Uma fila com mais de um milhão de brasileiros à espera de exames, cirurgias e diagnósticos. Do outro lado, uma rede privada subutilizada e R$ 750 milhões em dívidas acumuladas junto ao SUS. A equação que parecia impossível acaba de ganhar um novo desfecho: a partir de agosto, pacientes da rede pública poderão ser atendidos por planos de saúde privados, por meio de um programa inédito do governo federal.
O programa
Batizada de Agora Tem Especialistas, a medida autoriza operadoras da saúde suplementar a converter seus débitos com o SUS em atendimento direto à população — incluindo consultas, exames e cirurgias — sem custo algum para o paciente. O programa estreia com foco em seis especialidades críticas: oncologia, cardiologia, ortopedia, ginecologia, oftalmologia e otorrinolaringologia.

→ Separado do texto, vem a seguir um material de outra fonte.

// This file is part of the terraform-provider-spotinst project
//
// Copyright (C) The terraform-provider-spotinst Authors, 2026.
//
// Licensed under the Apache License, Version 2.0 (the "License")
// you may not use this file except in compliance with the License.
// You may obtain a copy of the License at
//
//     http://www.apache.org/licenses/LICENSE-2.0
//
// Unless required by applicable law or agreed to in writing, software
// distributed under the License is distributed on an "AS IS" BASIS,
// WITHOUT WARRANTIES OR CONDITIONS OF ANY KIND, either express or implied.
// See the License for the specific language governing permissions and
// limitations under the License.

//! Wire types shared by the Spotinst services

use serde::{Deserialize, Deserializer, Serialize, Serializer};

/// Response envelope: `{"request": {...}, "response": {"status": {...}, "items": [...]}}`
#[derive(Debug, Deserialize)]
pub(crate) struct Envelope<T> {
    pub response: ResponseBody<T>,
}

#[derive(Debug, Deserialize)]
pub(crate) struct ResponseBody<T> {
    #[serde(default = "Vec::new")]
    pub items: Vec<T>,
}

#[derive(Debug, Deserialize)]
pub(crate) struct ErrorEnvelope {
    pub response: ErrorBody,
}

#[derive(Debug, Default, Deserialize)]
pub(crate) struct ErrorBody {
    #[serde(default)]
    pub status: Option<Status>,
    #[serde(default)]
    pub errors: Vec<ErrorItem>,
}

#[derive(Debug, Default, Deserialize)]
pub(crate) struct Status {
    #[serde(default)]
    pub message: Option<String>,
}

/// Error reported by the API
#[derive(Debug, Clone, Default, PartialEq, Eq, Deserialize)]
pub struct ErrorItem {
    #[serde(default)]
    pub code: String,
    #[serde(default)]
    pub message: String,
    #[serde(default)]
    pub field: Option<String>,
}

impl std::fmt::Display for ErrorItem {
    fn fmt(&self, f: &mut std::fmt::Formatter<'_>) -> std::fmt::Result {
        match &self.field {
            Some(field) => write!(f, "{}: {} ({})", self.code, self.message, field),
            None => write!(f, "{}: {}", self.code, self.message),
        }
    }
}

/// Optional field that can be explicitly cleared
///
/// `Absent` is not serialized at all, `Null` is serialized as JSON `null`.
#[derive(Debug, Clone, Default, PartialEq)]
pub enum Nullable<T> {
    #[default]
    Absent,
    Null,
    Value(T),
}

impl<T> Nullable<T> {
    pub fn is_absent(&self) -> bool {
        matches!(self, Nullable::Absent)
    }

    pub fn as_option(&self) -> Option<&T> {
        match self {
            Nullable::Value(value) => Some(value),
            _ => None,
        }
    }
}

impl<T> From<Option<T>> for Nullable<T> {
    fn from(value: Option<T>) -> Self {
        match value {
            Some(value) => Nullable::Value(value),
            None => Nullable::Null,
        }
    }
}

impl<T: Serialize> Serialize for Nullable<T> {
    fn serialize<S: Serializer>(&self, serializer: S) -> Result<S::Ok, S::Error> {
        match self {
            Nullable::Value(value) => value.serialize(serializer),
            _ => serializer.serialize_none(),
        }
    }
}

impl<'de, T: Deserialize<'de>> Deserialize<'de> for Nullable<T> {
    fn deserialize<D: Deserializer<'de>>(deserializer: D) -> Result<Self, D::Error> {
        Option::<T>::deserialize(deserializer).map(Into::into)
    }
}

#[derive(Debug, Clone, Default, PartialEq, Serialize, Deserialize)]
#[serde(rename_all = "camelCase")]
pub struct Tag {
    #[serde(skip_serializing_if = "Option::is_none")]
    pub tag_key: Option<String>,
    #[serde(skip_serializing_if = "Option::is_none")]
    pub tag_value: Option<String>,
}

#[derive(Debug, Clone, Default, PartialEq, Serialize, Deserialize)]
#[serde(rename_all = "camelCase")]
pub struct AvailabilityZone {
    #[serde(skip_serializing_if = "Option::is_none")]
    pub name: Option<String>,
    #[serde(skip_serializing_if = "Option::is_none")]
    pub subnet_id: Option<String>,
}
// This file is part of the terraform-provider-spotinst project
//
// Copyright (C) The terraform-provider-spotinst Authors, 2026.
//
// Licensed under the Apache License, Version 2.0 (the "License")
// you may not use this file except in compliance with the License.
// You may obtain a copy of the License at
//
//     http://www.apache.org/licenses/LICENSE-2.0
//
// Unless required by applicable law or agreed to in writing, software
// distributed under the License is distributed on an "AS IS" BASIS,
// WITHOUT WARRANTIES OR CONDITIONS OF ANY KIND, either express or implied.
// See the License for the specific language governing permissions and
// limitations under the License.

use std::sync::OnceLock;

use base64::{engine::general_purpose::STANDARD, Engine};
use regex::Regex;
use tf_provider::value::{Value, ValueList};

/// Matches an IAM instance profile given by ARN rather than by name
pub(crate) fn instance_profile_arn_regex() -> &'static Regex {
    static REGEX: OnceLock<Regex> = OnceLock::new();
    REGEX.get_or_init(|| {
        Regex::new(r"arn:aws:iam::\d{12}:instance-profile/?[a-zA-Z_0-9+=,.@\-_/]+")
            .expect("instance profile regex is valid")
    })
}

/// Encode `data` in standard base64, unless it is already encoded
pub(crate) fn base64_encode(data: &str) -> String {
    if is_base64_encoded(data) {
        data.to_owned()
    } else {
        STANDARD.encode(data)
    }
}

pub(crate) fn is_base64_encoded(data: &str) -> bool {
    STANDARD.decode(data).is_ok()
}

/// Decode a base64 payload, falling back to the raw payload when it is not valid base64
/// or does not decode to UTF-8
pub(crate) fn base64_decode(data: &str) -> String {
    STANDARD
        .decode(data)
        .ok()
        .and_then(|bytes| String::from_utf8(bytes).ok())
        .unwrap_or_else(|| data.to_owned())
}

/// Known and non-empty string
pub(crate) fn non_empty(value: &Value<String>) -> Option<&str> {
    value.as_deref_option().filter(|s| !s.is_empty())
}

pub(crate) fn non_empty_owned(value: &Value<String>) -> Option<String> {
    non_empty(value).map(ToOwned::to_owned)
}

/// Collect the known elements of a list of strings
pub(crate) fn string_list(value: &ValueList<Value<String>>) -> Option<Vec<String>> {
    value.as_ref_option().map(|list| {
        list.iter()
            .filter_map(|item| item.as_ref_option().cloned())
            .collect()
    })
}

pub(crate) fn to_string_list<I, S>(items: I) -> ValueList<Value<String>>
where
    I: IntoIterator<Item = S>,
    S: Into<String>,
{
    Value::Value(items.into_iter().map(|s| Value::Value(s.into())).collect())
}

pub(crate) fn optional_string<S: Into<String>>(value: Option<S>) -> Value<String> {
    value.map(Into::into).into()
}

/// Remote value of an optional string, keeping an empty string the API does not store
pub(crate) fn read_string(current: &Value<String>, remote: Option<String>) -> Value<String> {
    match remote.filter(|remote| !remote.is_empty()) {
        Some(remote) => Value::Value(remote),
        None if current.as_deref_option() == Some("") => Value::Value(String::new()),
        None => Value::Null,
    }
}

/// Split an `availability_zone[:subnet]` pair
pub(crate) fn split_zone(zone: &str) -> (String, Option<String>) {
    match zone.split_once(':') {
        Some((name, subnet)) if !subnet.is_empty() => (name.to_owned(), Some(subnet.to_owned())),
        Some((name, _)) => (name.to_owned(), None),
        None => (zone.to_owned(), None),
    }
}

pub(crate) fn join_zone(name: &str, subnet: Option<&str>) -> String {
    match subnet {
        Some(subnet) if !subnet.is_empty() => format!("{name}:{subnet}"),
        _ => name.to_owned(),
    }
}

/// Replace an unknown value with the remote one, or with null if the remote value is also unknown
pub(crate) fn resolve<T: Clone>(planned: &mut Value<T>, remote: &Value<T>) {
    if planned.is_unknown() {
        *planned = if remote.is_unknown() {
            Value::Null
        } else {
            remote.clone()
        };
    }
}

pub(crate) fn unknown_if_null<T>(value: &mut Value<T>) {
    if value.is_null() {
        *value = Value::Unknown;
    }
}

pub(crate) fn default_if_null<T>(value: &mut Value<T>, default: impl FnOnce() -> T) {
    if value.is_null() {
        *value = Value::Value(default());
    }
}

Em vez de repasse em dinheiro, o pagamento da dívida será feito em forma de cuidado. A meta é clara: desafogar a fila do SUS e transformar passivo financeiro em acesso real à saúde.
Impacto imediato
O Ministério da Saúde estima que, ainda em 2025, mais de 250 mil pacientes sejam atendidos por meio da nova política. As operadoras interessadas deverão cumprir critérios técnicos e operacionais, com capacidade para realizar ao menos 100 mil atendimentos mensais — ou 50 mil, no caso de regiões com menor infraestrutura.
Os serviços serão regulados pelas gestões estaduais, e a seleção dos pacientes seguirá os critérios de prioridade já existentes no SUS. O processo de credenciamento será feito por meio da plataforma InvestSUS, com monitoramento da ANS.
O que diz o setor?
Para Leandro Giroldo, CEO da Lemmo Corretora, professor da ENS e referência em saúde suplementar, a medida representa uma virada histórica — mas exige vigilância.
“Essa integração precisa ter um norte: garantir atendimento de qualidade para quem mais precisa. O que não pode acontecer é o paciente continuar esperando na fila enquanto há leitos e médicos disponíveis do outro lado. Se o setor privado pode ajudar a girar essa engrenagem, ótimo — mas com transparência, critério e responsabilidade social.”
Inovação no formato
Um dos diferenciais do Agora Tem Especialistas é o modelo de Ofertas de Cuidados Integrados (OCI), que obriga a entrega completa do atendimento: a operadora só será remunerada quando concluir o pacote completo (consulta, exames e desfecho terapêutico).
A partir de outubro, os atendimentos realizados na rede privada também passarão a integrar a Rede Nacional de Dados em Saúde (RNDS) — o que permitirá ao SUS rastrear o histórico clínico do paciente, mesmo quando atendido fora da sua rede.
Uma nova era ou uma solução paliativa?
Apesar do potencial de impacto imediato, o programa já gera debate entre especialistas. Para alguns, ele representa uma solução ousada e necessária diante da crise crônica da rede pública. Para outros, é um risco de dependência excessiva da iniciativa privada e um sinal de alerta para o subfinanciamento do SUS.
O certo é que, pela primeira vez, o setor público e privado se unem oficialmente em larga escala não por convênio, mas por obrigação convertida em cuidado — e isso pode mudar o futuro da saúde no Brasil.